▶ **Excerpted records**:

━━━━━━━━━━

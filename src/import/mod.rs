use std::path::Path;
use tracing::info;

use crate::error::ImportError;
use crate::track::Trackpoint;

pub mod gpx;

/// Trait for reading trackpoints from different file formats
pub trait TrackImporter {
    /// Check if this importer can handle the given file
    fn can_import(&self, file_path: &Path) -> bool;

    /// Read the file's trackpoints in recorded order
    fn import_file(&self, file_path: &Path) -> Result<Vec<Trackpoint>, ImportError>;

    /// Get the format name for this importer
    fn format_name(&self) -> &'static str;
}

/// Manager for coordinating different import formats
pub struct ImportManager {
    importers: Vec<Box<dyn TrackImporter>>,
}

impl ImportManager {
    /// Create a new import manager with all available importers
    pub fn new() -> Self {
        let importers: Vec<Box<dyn TrackImporter>> = vec![Box::new(gpx::GpxImporter::new())];

        Self { importers }
    }

    /// Import a single file, picking the importer by file extension
    pub fn import_file(&self, file_path: &Path) -> Result<Vec<Trackpoint>, ImportError> {
        let importer = self
            .importers
            .iter()
            .find(|importer| importer.can_import(file_path))
            .ok_or_else(|| ImportError::UnsupportedFormat {
                path: file_path.to_path_buf(),
            })?;

        info!(
            file = %file_path.display(),
            format = importer.format_name(),
            "Importing track"
        );
        importer.import_file(file_path)
    }

    /// Check if this manager can import a given file
    pub fn can_import_file(&self, file_path: &Path) -> bool {
        self.importers.iter().any(|importer| importer.can_import(file_path))
    }
}

impl Default for ImportManager {
    fn default() -> Self {
        Self::new()
    }
}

━━━━━━━━━━

▶ **Exercise requirements**:
Write out, word for word, the line that contains "all available importers" and every line after it through the last line of the listing.

▶ **Solution for this problem**:
    /// Create a new import manager with all available importers
    pub fn new() -> Self {
        let importers: Vec<Box<dyn TrackImporter>> = vec![Box::new(gpx::GpxImporter::new())];

        Self { importers }
    }

    /// Import a single file, picking the importer by file extension
    pub fn import_file(&self, file_path: &Path) -> Result<Vec<Trackpoint>, ImportError> {
        let importer = self
            .importers
            .iter()
            .find(|importer| importer.can_import(file_path))
            .ok_or_else(|| ImportError::UnsupportedFormat {
                path: file_path.to_path_buf(),
            })?;

        info!(
            file = %file_path.display(),
            format = importer.format_name(),
            "Importing track"
        );
        importer.import_file(file_path)
    }

    /// Check if this manager can import a given file
    pub fn can_import_file(&self, file_path: &Path) -> bool {
        self.importers.iter().any(|importer| importer.can_import(file_path))
    }
}

impl Default for ImportManager {
    fn default() -> Self {
        Self::new()
    }
}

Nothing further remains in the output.